SUPPLIED ENTRIES Block Start

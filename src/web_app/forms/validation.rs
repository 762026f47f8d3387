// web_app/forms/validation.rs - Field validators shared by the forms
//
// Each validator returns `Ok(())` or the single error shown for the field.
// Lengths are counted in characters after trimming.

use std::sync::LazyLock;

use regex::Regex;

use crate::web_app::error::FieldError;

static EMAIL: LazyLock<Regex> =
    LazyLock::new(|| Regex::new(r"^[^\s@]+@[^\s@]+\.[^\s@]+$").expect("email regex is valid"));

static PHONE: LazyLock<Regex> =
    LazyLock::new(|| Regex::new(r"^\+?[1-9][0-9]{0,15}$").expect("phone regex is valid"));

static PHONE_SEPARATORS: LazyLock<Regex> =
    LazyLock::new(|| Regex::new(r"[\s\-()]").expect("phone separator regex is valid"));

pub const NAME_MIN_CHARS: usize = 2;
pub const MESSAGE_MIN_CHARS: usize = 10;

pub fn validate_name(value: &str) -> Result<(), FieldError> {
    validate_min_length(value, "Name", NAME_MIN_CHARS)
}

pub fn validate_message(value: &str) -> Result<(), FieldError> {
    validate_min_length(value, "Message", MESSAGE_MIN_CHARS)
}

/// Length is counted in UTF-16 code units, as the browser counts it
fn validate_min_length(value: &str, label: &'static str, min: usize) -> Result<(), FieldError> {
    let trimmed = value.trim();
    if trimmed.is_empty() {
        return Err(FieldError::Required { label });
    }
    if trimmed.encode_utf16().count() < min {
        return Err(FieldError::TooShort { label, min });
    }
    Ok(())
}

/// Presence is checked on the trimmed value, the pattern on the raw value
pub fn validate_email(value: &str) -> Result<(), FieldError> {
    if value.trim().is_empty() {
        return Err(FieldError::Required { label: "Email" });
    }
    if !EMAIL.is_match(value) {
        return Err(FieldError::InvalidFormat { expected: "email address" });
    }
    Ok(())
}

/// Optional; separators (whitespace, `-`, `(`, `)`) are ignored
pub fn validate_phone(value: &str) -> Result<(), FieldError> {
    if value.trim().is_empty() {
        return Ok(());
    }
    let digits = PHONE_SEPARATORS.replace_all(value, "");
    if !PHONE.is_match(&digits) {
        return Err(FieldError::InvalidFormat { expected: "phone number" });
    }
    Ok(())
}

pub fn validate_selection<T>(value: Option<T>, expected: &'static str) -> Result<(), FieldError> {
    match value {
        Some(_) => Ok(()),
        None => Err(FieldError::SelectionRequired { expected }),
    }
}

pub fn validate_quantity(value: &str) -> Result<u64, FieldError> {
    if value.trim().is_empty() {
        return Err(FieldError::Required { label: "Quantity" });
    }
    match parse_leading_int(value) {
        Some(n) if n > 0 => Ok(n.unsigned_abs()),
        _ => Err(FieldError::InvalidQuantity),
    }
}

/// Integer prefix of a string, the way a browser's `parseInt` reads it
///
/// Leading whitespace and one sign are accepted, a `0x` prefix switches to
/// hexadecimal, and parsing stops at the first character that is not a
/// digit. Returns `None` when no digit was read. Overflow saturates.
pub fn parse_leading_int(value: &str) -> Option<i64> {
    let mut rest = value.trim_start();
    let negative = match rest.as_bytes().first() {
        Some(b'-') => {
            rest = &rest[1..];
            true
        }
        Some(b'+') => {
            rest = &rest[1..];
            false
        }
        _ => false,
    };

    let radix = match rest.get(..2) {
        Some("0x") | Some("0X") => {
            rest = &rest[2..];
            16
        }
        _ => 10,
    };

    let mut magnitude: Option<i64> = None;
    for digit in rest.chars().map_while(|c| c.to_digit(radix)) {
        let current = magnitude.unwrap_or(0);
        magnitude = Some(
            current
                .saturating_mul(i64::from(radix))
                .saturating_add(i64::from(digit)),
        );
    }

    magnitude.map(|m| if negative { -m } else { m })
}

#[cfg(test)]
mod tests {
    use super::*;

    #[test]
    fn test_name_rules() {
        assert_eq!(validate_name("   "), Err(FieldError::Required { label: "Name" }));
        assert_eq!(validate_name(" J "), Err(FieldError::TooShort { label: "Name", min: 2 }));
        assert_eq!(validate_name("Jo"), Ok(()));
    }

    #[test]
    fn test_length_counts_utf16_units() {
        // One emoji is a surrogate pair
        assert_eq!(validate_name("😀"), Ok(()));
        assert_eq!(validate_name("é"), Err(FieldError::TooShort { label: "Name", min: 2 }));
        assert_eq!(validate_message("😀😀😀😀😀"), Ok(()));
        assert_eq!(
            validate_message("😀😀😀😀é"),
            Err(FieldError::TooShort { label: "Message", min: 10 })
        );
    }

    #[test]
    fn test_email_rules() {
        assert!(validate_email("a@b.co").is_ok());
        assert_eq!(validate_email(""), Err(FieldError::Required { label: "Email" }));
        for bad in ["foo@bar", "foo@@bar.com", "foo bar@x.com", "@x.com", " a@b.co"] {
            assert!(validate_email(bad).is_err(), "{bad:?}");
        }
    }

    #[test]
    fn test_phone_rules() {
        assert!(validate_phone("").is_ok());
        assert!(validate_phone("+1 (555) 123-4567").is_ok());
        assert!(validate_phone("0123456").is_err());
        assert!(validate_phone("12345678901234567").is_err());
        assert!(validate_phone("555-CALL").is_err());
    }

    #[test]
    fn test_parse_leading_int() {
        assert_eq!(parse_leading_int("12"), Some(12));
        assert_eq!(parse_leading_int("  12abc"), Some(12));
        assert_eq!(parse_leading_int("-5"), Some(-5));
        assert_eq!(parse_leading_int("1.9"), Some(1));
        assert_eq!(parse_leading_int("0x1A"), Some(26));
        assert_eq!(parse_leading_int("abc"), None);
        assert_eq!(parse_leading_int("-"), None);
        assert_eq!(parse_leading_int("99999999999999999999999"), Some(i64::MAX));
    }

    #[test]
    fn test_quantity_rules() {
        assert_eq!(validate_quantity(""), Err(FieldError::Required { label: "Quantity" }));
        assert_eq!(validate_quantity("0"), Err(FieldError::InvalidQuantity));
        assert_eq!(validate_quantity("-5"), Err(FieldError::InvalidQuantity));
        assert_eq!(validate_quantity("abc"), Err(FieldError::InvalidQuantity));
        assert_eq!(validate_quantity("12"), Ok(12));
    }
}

SUPPLIED ENTRIES Block End

> [ASSIGNED TASK] Take every line from the data that contains the word "whitespace".

> [YOUR SOLUTION]
/// Optional; separators (whitespace, `-`, `(`, `)`) are ignored
/// Leading whitespace and one sign are accepted, a `0x` prefix switches to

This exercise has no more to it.